Thursday, 13 May 2010
We got the late plane from Melbourne to Hong Kong the other night, leaving the city at 10:50pm. We had a rather lovely time in Melbourne for our last day in Australia, trying to enjoy the time as much as possible, without reflecting too much on the fact that this was the final hours of the expedition. After driving the 90 or so miles up from Phillip Island that morning, we spent a good part of the day on the city's excellent free tram service which circulates around the city centre. With no specific objective in mind we nosed around the city's market (from which, it boasts, you can buy anything - which is true if by "anything" you mean a wide selection of fruit and veg) and from there to the central shopping centre which houses an oversized fob watch that plays an insipid and barely audible version of "Waltzing Matilda" (accompanied by a dozen or so nodding cockatoos and rosellas, of course). With no plan and Melbourne offering not much in the way of eye-catching iconic views or must-see destinations, we just mooched around pleasantly, trying to ignore the forthcoming night flight.
It's true to say that we expect quite a bit from Rachel and Zack when we're travelling (I can hear you nodding from here, Grandma) but it's probably never more true than when we have a night flight. We expect them to press on gamely past their normal bedtime and deal with all the many and varied eventualities that international airline travel can spring on you with equanimity. But last night proved almost a step too far. Between arriving at the airport and boarding our flight nearly three hours later, we had seven (count them) mini-catastrophes. None of these problems ever seriously threatened our chances of getting the flight, but together, they hit poor Rachel pretty hard.

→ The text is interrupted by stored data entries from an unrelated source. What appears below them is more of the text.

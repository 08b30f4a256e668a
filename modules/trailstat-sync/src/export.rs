use std::path::Path;

use tracing::info;

use crate::error::SyncError;
use crate::types::ScrapedStatus;

pub const CSV_HEADER: [&str; 5] = ["id", "name", "badges", "points", "trails"];

/// Render statuses as CSV. The header row is always present.
pub fn to_csv(statuses: &[ScrapedStatus]) -> Result<Vec<u8>, SyncError> {
    let prep = |e: csv::Error| SyncError::CsvPreparation(e.to_string());

    let mut writer = csv::WriterBuilder::new()
        .has_headers(false)
        .from_writer(Vec::new());
    writer.write_record(CSV_HEADER).map_err(prep)?;
    for status in statuses {
        writer.serialize(status).map_err(prep)?;
    }

    writer
        .into_inner()
        .map_err(|e| SyncError::CsvPreparation(e.to_string()))
}

/// Write statuses to `path`, replacing any previous export.
pub fn export_csv(statuses: &[ScrapedStatus], path: &Path) -> Result<(), SyncError> {
    let bytes = to_csv(statuses)?;

    let save = |e: std::io::Error| SyncError::CsvSave(format!("{}: {e}", path.display()));
    if let Some(parent) = path.parent() {
        if !parent.as_os_str().is_empty() {
            std::fs::create_dir_all(parent).map_err(save)?;
        }
    }
    std::fs::write(path, bytes).map_err(save)?;

    info!(path = %path.display(), rows = statuses.len(), "CSV saved");
    Ok(())
}

#[cfg(test)]
mod tests {
    use super::*;

    fn status(id: &str, name: &str, badges: u64) -> ScrapedStatus {
        ScrapedStatus {
            id: id.to_string(),
            name: name.to_string(),
            badges,
            points: badges * 100,
            trails: badges / 2,
        }
    }

    #[test]
    fn empty_export_is_header_only() {
        let bytes = to_csv(&[]).unwrap();
        assert_eq!(String::from_utf8(bytes).unwrap(), "id,name,badges,points,trails\n");
    }

    #[test]
    fn rows_follow_header_in_input_order() {
        let bytes = to_csv(&[status("a01", "Astro", 10), status("a02", "Codey", 4)]).unwrap();
        assert_eq!(
            String::from_utf8(bytes).unwrap(),
            "id,name,badges,points,trails\na01,Astro,10,1000,5\na02,Codey,4,400,2\n"
        );
    }

    #[test]
    fn names_with_commas_are_quoted_and_read_back() {
        let input = vec![
            status("a01", "Nomical, Astro", 3),
            status("a02", "Say \"Hi\" Codey", 1234),
            status("a03", "アストロ", 0),
        ];
        let bytes = to_csv(&input).unwrap();

        let mut reader = csv::Reader::from_reader(bytes.as_slice());
        let headers = reader.headers().unwrap().clone();
        assert_eq!(headers.iter().collect::<Vec<_>>(), CSV_HEADER.to_vec());

        let parsed: Vec<ScrapedStatus> = reader.deserialize().map(|row| row.unwrap()).collect();
        assert_eq!(parsed, input);
    }

    #[test]
    fn export_creates_missing_directory() {
        let dir = tempfile::tempdir().unwrap();
        let path = dir.path().join("nested").join("out.csv");

        export_csv(&[status("a01", "Astro", 1)], &path).unwrap();

        let written = std::fs::read_to_string(&path).unwrap();
        assert!(written.starts_with("id,name,badges,points,trails\n"));
        assert!(written.contains("a01,Astro,1,100,0"));
    }

    #[test]
    fn export_to_a_directory_path_is_a_save_error() {
        let dir = tempfile::tempdir().unwrap();
        let err = export_csv(&[], dir.path()).unwrap_err();
        assert!(matches!(err, SyncError::CsvSave(_)), "got {err:?}");
    }
}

I won't enumerate all our woes, but they involved a mixture of getting lost on the way to the airport, forgetting to fill up the hire car with petrol (turns out that the nearest petrol station to Melbourne Airport is on the way out of the airport, not the way in. Nice one Melbourne), walking rather too far with enough bags to sink a ship and having various credit cards declined for various critical last minute payments. It was during my eventually futile attempt to purchase Hong Kong dollars at a Bureau de Change that Rachel ran up to me and said she was about to throw up.
The poor thing had not only had to endure the stress of the various misfortunes that had beset us, but had also been expected to carry her overstuffed hand luggage up hill and down dale as we struggled to find a way out of Australia. And all this many hours past her normal bedtime on a day when she had marched around a good part of Melbourne. Call it child abuse if you will, but we were just trying to show her a good time. Sort of.
Thankfully, Rachel recovered herself without leaving behind any calling cards in any of the rubbish bins of the airport (which looked imminent at one point) and her heaving guts settled down in time for us to rush through security and on to the plane for a nine hour night flight to the strange new place that is Hong Kong.